The media sector keeps taking it on the chin, with fresh rounds of layoffs landing in early 2024. In January alone, hundreds of jobs were cut at numerous outlets, as the media sector at large continues to contract across the spectrum. Here is a roundup of some recently announced layoffs in the media space:

  • The Los Angeles Times laid off 20% of its newsroom in January.
  • NBC News and MSNBC laid off around 75 employees in January.
  • Sports Illustrated laid off most of its staff (around 100) after it failed to pay licensing fees to its parent company in January.
  • Time laid off 15% of its staff, or roughly 30 employees, in January.
  • Business Insider CEO Barbara Peng announced a staff reduction of 8% in January.
  • Forbes reduced its staff by 3% in late January.
  • TechCrunch laid off a handful of staffers and is going to end its paid subscription options.
  • The Messenger, a news startup, shut down entirely at the beginning of February after less than a year in operation, leaving more than 300 employees jobless.
  • The Wall Street Journal let 20 staff members go at its Washington, D.C., bureau in early February.
  • CBS News also cut 20 jobs at its D.C. bureau in early February, as a larger round of 800 cuts at Paramount.
  • The Intercept laid off 15 staff members, including its editor-in-chief, in mid-February.
  • NowThis cut half of its editorial team in mid-February, a loss of 26 jobs.
  • BuzzFeed sold one of its sub-brands, Complex, this week, and subsequently announced a 16% reduction in staff. This comes after shuttering its entire news division last year.
  • Vice Media will stop publishing on and will lay off hundreds, per recent reports.

Data supplied to Fast Company from Challenger, Gray & Christmas, a global outplacement firm that tracks layoffs and other data points, shows that the media sector (including news, film, television, and streaming) shed 836 jobs in January.

And for 2023 as a whole, more than 21,400 media jobs were lost, the highest (excluding 2020) since 2009, when more than 22,300 jobs were cut, and 2008, when 28,800 or so jobs were cut—both in the wake of the 2008 financial crisis and Great Recession. 

For comparison, less than 4,000 media jobs were cut in both 2022 and 2021, so the uptick during 2023 is evident. Extrapolating January’s data out across all of 2024, and the media sector could lose an estimated 10,000 jobs this year.

Additionally, the data shows that 3,087 jobs were cut in the “digital, print, and broadcast” news subset of the media sector in 2023, the highest since 2018, excluding 2020.
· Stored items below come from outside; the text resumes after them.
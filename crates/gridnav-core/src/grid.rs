//! The [`PathGrid`] type: a flat 2D grid of [`GridCell`]s answering
//! passability queries.
//!
//! Cells are stored row-major: the cell at `(x, y)` lives at index
//! `y * width + x`. Searches refer to cells by this index.

use crate::area::AreaMask;
use crate::cell::GridCell;
use crate::geom::{Point, Range};

/// A 2D grid of terrain cells.
///
/// The grid is populated through the setters and then borrowed immutably
/// by any number of searches. Coordinate-taking accessors panic on points
/// outside the grid, like slice indexing; use [`try_index`](Self::try_index)
/// or [`contains`](Self::contains) to check first.
#[derive(Debug, Clone, PartialEq, Eq)]
pub struct PathGrid {
    cells: Vec<GridCell>,
    width: usize,
    height: usize,
}

impl PathGrid {
    /// Create a new grid of the given dimensions with every cell zeroed
    /// (impassable).
    ///
    /// # Panics
    ///
    /// Panics if `width` or `height` is zero, or if either does not fit the
    /// `i32` coordinate space.
    pub fn new(width: usize, height: usize) -> Self {
        assert!(width > 0 && height > 0, "grid dimensions must be positive");
        assert!(
            width <= i32::MAX as usize && height <= i32::MAX as usize,
            "grid dimensions exceed the coordinate space"
        );
        Self {
            cells: vec![GridCell::default(); width * height],
            width,
            height,
        }
    }

    /// Width in cells.
    #[inline]
    pub fn width(&self) -> usize {
        self.width
    }

    /// Height in cells.
    #[inline]
    pub fn height(&self) -> usize {
        self.height
    }

    /// Number of cells (`width * height`).
    #[inline]
    pub fn len(&self) -> usize {
        self.cells.len()
    }

    /// Always `false`: a grid has at least one cell.
    #[inline]
    pub fn is_empty(&self) -> bool {
        self.cells.is_empty()
    }

    /// The grid rectangle, anchored at the origin.
    #[inline]
    pub fn bounds(&self) -> Range {
        Range::new(0, 0, self.width as i32, self.height as i32)
    }

    /// Whether `p` is inside the grid.
    #[inline]
    pub fn contains(&self, p: Point) -> bool {
        p.x >= 0 && p.y >= 0 && (p.x as usize) < self.width && (p.y as usize) < self.height
    }

    /// Flat index of `p`, or `None` if `p` is outside the grid.
    #[inline]
    pub fn try_index(&self, p: Point) -> Option<usize> {
        if self.contains(p) {
            Some(p.y as usize * self.width + p.x as usize)
        } else {
            None
        }
    }

    /// Flat index of `p`.
    ///
    /// # Panics
    ///
    /// Panics if `p` is outside the grid.
    #[inline]
    #[track_caller]
    pub fn index(&self, p: Point) -> usize {
        match self.try_index(p) {
            Some(i) => i,
            None => panic!(
                "point {p} is outside the {}x{} grid",
                self.width, self.height
            ),
        }
    }

    /// Coordinates of the cell at flat index `idx`.
    ///
    /// # Panics
    ///
    /// Panics if `idx >= self.len()`.
    #[inline]
    #[track_caller]
    pub fn point(&self, idx: usize) -> Point {
        assert!(
            idx < self.cells.len(),
            "index {idx} is outside the {}x{} grid",
            self.width,
            self.height
        );
        Point::new((idx % self.width) as i32, (idx / self.width) as i32)
    }

    /// The cell at `p`.
    #[inline]
    #[track_caller]
    pub fn cell(&self, p: Point) -> GridCell {
        self.cells[self.index(p)]
    }

    /// The cell at flat index `idx`.
    #[inline]
    #[track_caller]
    pub fn cell_at(&self, idx: usize) -> GridCell {
        self.cells[idx]
    }

    /// All cells, row-major.
    #[inline]
    pub fn cells(&self) -> &[GridCell] {
        &self.cells
    }

    /// Replace the cell at `p`.
    #[inline]
    #[track_caller]
    pub fn set_cell(&mut self, p: Point, cell: GridCell) {
        let i = self.index(p);
        self.cells[i] = cell;
    }

    /// Clearance of the cell at `p`.
    #[inline]
    #[track_caller]
    pub fn clearance(&self, p: Point) -> u32 {
        self.cell(p).clearance
    }

    /// Set the clearance of the cell at `p`.
    #[inline]
    #[track_caller]
    pub fn set_clearance(&mut self, p: Point, clearance: u32) {
        let i = self.index(p);
        self.cells[i].clearance = clearance;
    }

    /// Terrain mask of the cell at `p`.
    #[inline]
    #[track_caller]
    pub fn area(&self, p: Point) -> AreaMask {
        self.cell(p).area
    }

    /// Set the terrain mask of the cell at `p`.
    #[inline]
    #[track_caller]
    pub fn set_area(&mut self, p: Point, area: AreaMask) {
        let i = self.index(p);
        self.cells[i].area = area;
    }

    /// Whether a unit of `size` able to cross `capabilities` may enter `p`.
    ///
    /// True iff the cell shares at least one terrain bit with
    /// `capabilities` and its clearance is at least `size`.
    #[inline]
    #[track_caller]
    pub fn is_passable(&self, p: Point, capabilities: AreaMask, size: u32) -> bool {
        self.cell(p).admits(capabilities, size)
    }

    /// Set every cell to `cell`.
    pub fn fill(&mut self, cell: GridCell) {
        self.cells.fill(cell);
    }

    /// Set every cell of `rng` that lies inside the grid to `cell`.
    pub fn fill_range(&mut self, rng: Range, cell: GridCell) {
        for p in self.bounds().intersect(rng) {
            let i = self.index(p);
            self.cells[i] = cell;
        }
    }

    /// Row-major iterator over `(Point, GridCell)` pairs.
    pub fn iter(&self) -> impl ExactSizeIterator<Item = (Point, GridCell)> + '_ {
        self.bounds().iter().zip(self.cells.iter().copied())
    }
}

#[cfg(feature = "serde")]
mod serde_impl {
    use super::*;
    use serde::de::Error as _;

    #[derive(serde::Serialize)]
    struct GridRef<'a> {
        width: usize,
        height: usize,
        cells: &'a [GridCell],
    }

    #[derive(serde::Deserialize)]
    struct GridOwned {
        width: usize,
        height: usize,
        cells: Vec<GridCell>,
    }

    impl serde::Serialize for PathGrid {
        fn serialize<S: serde::Serializer>(&self, serializer: S) -> Result<S::Ok, S::Error> {
            GridRef {
                width: self.width,
                height: self.height,
                cells: &self.cells,
            }
            .serialize(serializer)
        }
    }

    impl<'de> serde::Deserialize<'de> for PathGrid {
        fn deserialize<D: serde::Deserializer<'de>>(deserializer: D) -> Result<Self, D::Error> {
            let g = GridOwned::deserialize(deserializer)?;
            if g.width == 0 || g.height == 0 {
                return Err(D::Error::custom("grid dimensions must be positive"));
            }
            if g.width.checked_mul(g.height) != Some(g.cells.len()) {
                return Err(D::Error::custom(format!(
                    "expected {}x{} cells, got {}",
                    g.width,
                    g.height,
                    g.cells.len()
                )));
            }
            Ok(PathGrid {
                cells: g.cells,
                width: g.width,
                height: g.height,
            })
        }
    }
}

#[cfg(test)]
mod tests {
    use super::*;
    use rstest::rstest;

    const LAND: AreaMask = AreaMask::bit(0);
    const SEA: AreaMask = AreaMask::bit(1);
    const MOUNTAIN: AreaMask = AreaMask::bit(2);
    const IMPASSABLE: AreaMask = AreaMask::bit(63);

    #[test]
    fn new_grid_is_impassable() {
        let g = PathGrid::new(4, 3);
        assert_eq!(g.len(), 12);
        for (p, cell) in g.iter() {
            assert_eq!(cell, GridCell::default());
            assert!(!g.is_passable(p, AreaMask::ALL, 0));
        }
    }

    #[test]
    fn clearance_is_stored() {
        let mut g = PathGrid::new(20, 20);
        g.set_clearance(Point::new(0, 1), 20);
        assert_eq!(g.clearance(Point::new(0, 1)), 20);
        assert_eq!(g.clearance(Point::new(1, 0)), 0);
    }

    #[test]
    fn area_is_stored() {
        let mut g = PathGrid::new(20, 20);
        g.set_area(Point::new(19, 19), AreaMask(20));
        assert_eq!(g.area(Point::new(19, 19)), AreaMask(20));
    }

    #[test]
    fn index_mapping_is_a_bijection() {
        let g = PathGrid::new(7, 5);
        for (i, (p, _)) in g.iter().enumerate() {
            assert_eq!(g.index(p), i);
            assert_eq!(g.point(i), p);
        }
        assert_eq!(g.index(Point::new(3, 2)), 2 * 7 + 3);
        assert_eq!(g.point(20), Point::new(6, 2));
    }

    #[test]
    fn try_index_rejects_outside_points() {
        let g = PathGrid::new(6, 5);
        assert_eq!(g.try_index(Point::new(-1, 0)), None);
        assert_eq!(g.try_index(Point::new(0, -1)), None);
        assert_eq!(g.try_index(Point::new(6, 0)), None);
        assert_eq!(g.try_index(Point::new(0, 5)), None);
        assert_eq!(g.try_index(Point::new(5, 4)), Some(29));
    }

    #[test]
    #[should_panic(expected = "outside the 6x5 grid")]
    fn accessor_panics_outside() {
        let g = PathGrid::new(6, 5);
        g.clearance(Point::new(6, 0));
    }

    #[test]
    #[should_panic(expected = "dimensions must be positive")]
    fn zero_width_panics() {
        PathGrid::new(0, 3);
    }

    #[test]
    fn fill_range_clips_to_grid() {
        let mut g = PathGrid::new(5, 5);
        let wall = GridCell::new(3, LAND);
        g.fill_range(Range::new(3, 3, 10, 10), wall);
        assert_eq!(g.cell(Point::new(4, 4)), wall);
        assert_eq!(g.cell(Point::new(3, 3)), wall);
        assert_eq!(g.cell(Point::new(2, 4)), GridCell::default());
        let filled = g.iter().filter(|(_, c)| *c == wall).count();
        assert_eq!(filled, 4);
    }

    #[test]
    fn fill_column() {
        let mut g = PathGrid::new(6, 5);
        g.fill(GridCell::new(1, LAND));
        g.fill_range(g.bounds().column(3), GridCell::default());
        for y in 0..5 {
            assert!(!g.is_passable(Point::new(3, y), LAND, 0));
            assert!(g.is_passable(Point::new(2, y), LAND, 1));
        }
    }

    #[rstest]
    // terrain compatibility
    #[case(LAND, 1, SEA, 1, false)]
    #[case(LAND, 1, LAND, 1, true)]
    #[case(LAND, 1, LAND | SEA, 1, true)]
    #[case(LAND, 1, MOUNTAIN | SEA, 1, false)]
    #[case(IMPASSABLE, 1, MOUNTAIN | SEA | LAND, 1, false)]
    // clearance threshold
    #[case(LAND, 1, LAND, 3, false)]
    #[case(LAND, 2, LAND, 3, false)]
    #[case(LAND, 3, LAND, 3, true)]
    #[case(MOUNTAIN, 4, MOUNTAIN, 2, true)]
    #[case(LAND, 0, LAND, 0, true)]
    #[case(AreaMask::NONE, 5, AreaMask::ALL, 0, false)]
    fn passability_truth_table(
        #[case] cell_area: AreaMask,
        #[case] cell_clearance: u32,
        #[case] unit_caps: AreaMask,
        #[case] unit_size: u32,
        #[case] expected: bool,
    ) {
        let p = Point::new(19, 19);
        let mut g = PathGrid::new(20, 20);
        g.set_area(p, cell_area);
        g.set_clearance(p, cell_clearance);
        assert_eq!(g.is_passable(p, unit_caps, unit_size), expected);
        assert_eq!(
            g.is_passable(p, unit_caps, unit_size),
            (g.area(p).0 & unit_caps.0) != 0 && g.clearance(p) >= unit_size
        );
    }
}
And this year is shaping up to be even worse: As of the end of January, there were already 528 news layoffs—higher than last January’s 360 jobs. Given the news from Vice Media and others this month, it’s possible that the uptick could continue in February

Another element to keep in mind is that 2024 is also an election year—a year during which media companies may typically beef their staff numbers up. Early this year, that doesn’t appear to be happening, although the trend could reverse in the months ahead.

Why the news media is struggling

While 2023 and early 2024 have certainly been grim for the news and media industry, it’s nothing the sector isn’t necessarily accustomed to, according to Gabriel Kahn, professor of professional practice of journalism at the USC Annenberg School for Communication and Journalism, and a former newspaper correspondent and editor. 

“In a way, what we’re seeing is a cluster of headlines that are the consequence of a problem that’s been happening for ages,” Kahn says. Overall, the media is grappling with—and has been grappling with for decades now—finding a sustainable business model, and clawing money back from Big Tech firms that not only hoovered up advertising dollars but also trained generations of people to expect content for free.

“It’s an industry that was built off of two major revenue streams: advertising and subscriptions,” Kahn says. “For more than 20 years now, Big Tech has drafted a blueprint of the business plan for the news media, and that’s never worked out for the news media.” 

He adds that changes to search algorithms and social media platforms are also reducing traffic to news sites, hurting them further, but effectively amounting to “one more cut in a patient that’s hemorrhaging.”

What can the news media can do to fix itself? There is no simple answer, although some news organizations are finding success and scale in the 2020s.

Some globally recognized newspaper brands like the New York Times have managed to stay profitable, largely by growing their paid digital subscription base and diversifying their non-news offerings, such as games, while the biggest cable news networks still attract a lot of eyeballs and ad revenue. But it’s the smaller, more specialized, or locally focused media outlets that are in more serious trouble.

Still, Kahn says that he’s “optimistic” about evolving or new business models (newsletters have proven successful for some brands, for example) and locally focused outlets that may find their footing in a changing media environment.

For now, subscriptions, advertising dollars, and even donations are still keeping traditional news outlets afloat, but many are increasingly operating with skeleton crews.